[Dataset records Boundary: Start]
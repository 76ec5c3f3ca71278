// acr122u/src/protocol/responses/reader.rs
//! Decoders for reader-facing command responses.

use crate::constants::picc;
use crate::protocol::parser;
use crate::Result;

/// Firmware version string (e.g. "ACR122U201"). The reader answers with
/// bare ASCII, no status word.
pub fn decode_firmware_version(response: &[u8]) -> String {
    String::from_utf8_lossy(response)
        .trim_end_matches('\0')
        .to_string()
}

/// PICC operating parameter as reported in `90 <param>`.
#[derive(Debug, Clone, Copy, PartialEq, Eq)]
#[cfg_attr(feature = "serde", derive(serde::Serialize))]
pub struct PiccOperatingParameter(u8);

impl PiccOperatingParameter {
    pub const fn new(bits: u8) -> Self {
        Self(bits)
    }

    pub fn bits(&self) -> u8 {
        self.0
    }

    /// Decode the response to `get_picc_operating_parameter`.
    pub fn decode(response: &[u8]) -> Result<Self> {
        parser::byte_at(response, 1).map(Self)
    }

    fn has(&self, bit: u8) -> bool {
        self.0 & bit != 0
    }

    pub fn auto_picc_polling(&self) -> bool {
        self.has(picc::AUTO_PICC_POLLING)
    }

    pub fn auto_ats_generation(&self) -> bool {
        self.has(picc::AUTO_ATS_GENERATION)
    }

    /// 250 ms polling interval when set, 500 ms otherwise.
    pub fn shorter_polling_interval(&self) -> bool {
        self.has(picc::SHORTER_POLLING_INTERVAL)
    }

    pub fn detect_felica_424k(&self) -> bool {
        self.has(picc::DETECT_FELICA_424K)
    }

    pub fn detect_felica_212k(&self) -> bool {
        self.has(picc::DETECT_FELICA_212K)
    }

    pub fn detect_topaz(&self) -> bool {
        self.has(picc::DETECT_TOPAZ)
    }

    pub fn detect_iso14443b(&self) -> bool {
        self.has(picc::DETECT_ISO14443B)
    }

    pub fn detect_iso14443a(&self) -> bool {
        self.has(picc::DETECT_ISO14443A)
    }
}

impl Default for PiccOperatingParameter {
    fn default() -> Self {
        Self(picc::DEFAULT)
    }
}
[Dataset records Boundary: End]
Directions for this task
An exact copy of the lines above between the line holding "use crate::Result;" and the line holding "impl Default for", inclusive, is the whole answer.

Task solution
use crate::Result;

/// Firmware version string (e.g. "ACR122U201"). The reader answers with
/// bare ASCII, no status word.
pub fn decode_firmware_version(response: &[u8]) -> String {
    String::from_utf8_lossy(response)
        .trim_end_matches('\0')
        .to_string()
}

/// PICC operating parameter as reported in `90 <param>`.
#[derive(Debug, Clone, Copy, PartialEq, Eq)]
#[cfg_attr(feature = "serde", derive(serde::Serialize))]
pub struct PiccOperatingParameter(u8);

impl PiccOperatingParameter {
    pub const fn new(bits: u8) -> Self {
        Self(bits)
    }

    pub fn bits(&self) -> u8 {
        self.0
    }

    /// Decode the response to `get_picc_operating_parameter`.
    pub fn decode(response: &[u8]) -> Result<Self> {
        parser::byte_at(response, 1).map(Self)
    }

    fn has(&self, bit: u8) -> bool {
        self.0 & bit != 0
    }

    pub fn auto_picc_polling(&self) -> bool {
        self.has(picc::AUTO_PICC_POLLING)
    }

    pub fn auto_ats_generation(&self) -> bool {
        self.has(picc::AUTO_ATS_GENERATION)
    }

    /// 250 ms polling interval when set, 500 ms otherwise.
    pub fn shorter_polling_interval(&self) -> bool {
        self.has(picc::SHORTER_POLLING_INTERVAL)
    }

    pub fn detect_felica_424k(&self) -> bool {
        self.has(picc::DETECT_FELICA_424K)
    }

    pub fn detect_felica_212k(&self) -> bool {
        self.has(picc::DETECT_FELICA_212K)
    }

    pub fn detect_topaz(&self) -> bool {
        self.has(picc::DETECT_TOPAZ)
    }

    pub fn detect_iso14443b(&self) -> bool {
        self.has(picc::DETECT_ISO14443B)
    }

    pub fn detect_iso14443a(&self) -> bool {
        self.has(picc::DETECT_ISO14443A)
    }
}

impl Default for PiccOperatingParameter {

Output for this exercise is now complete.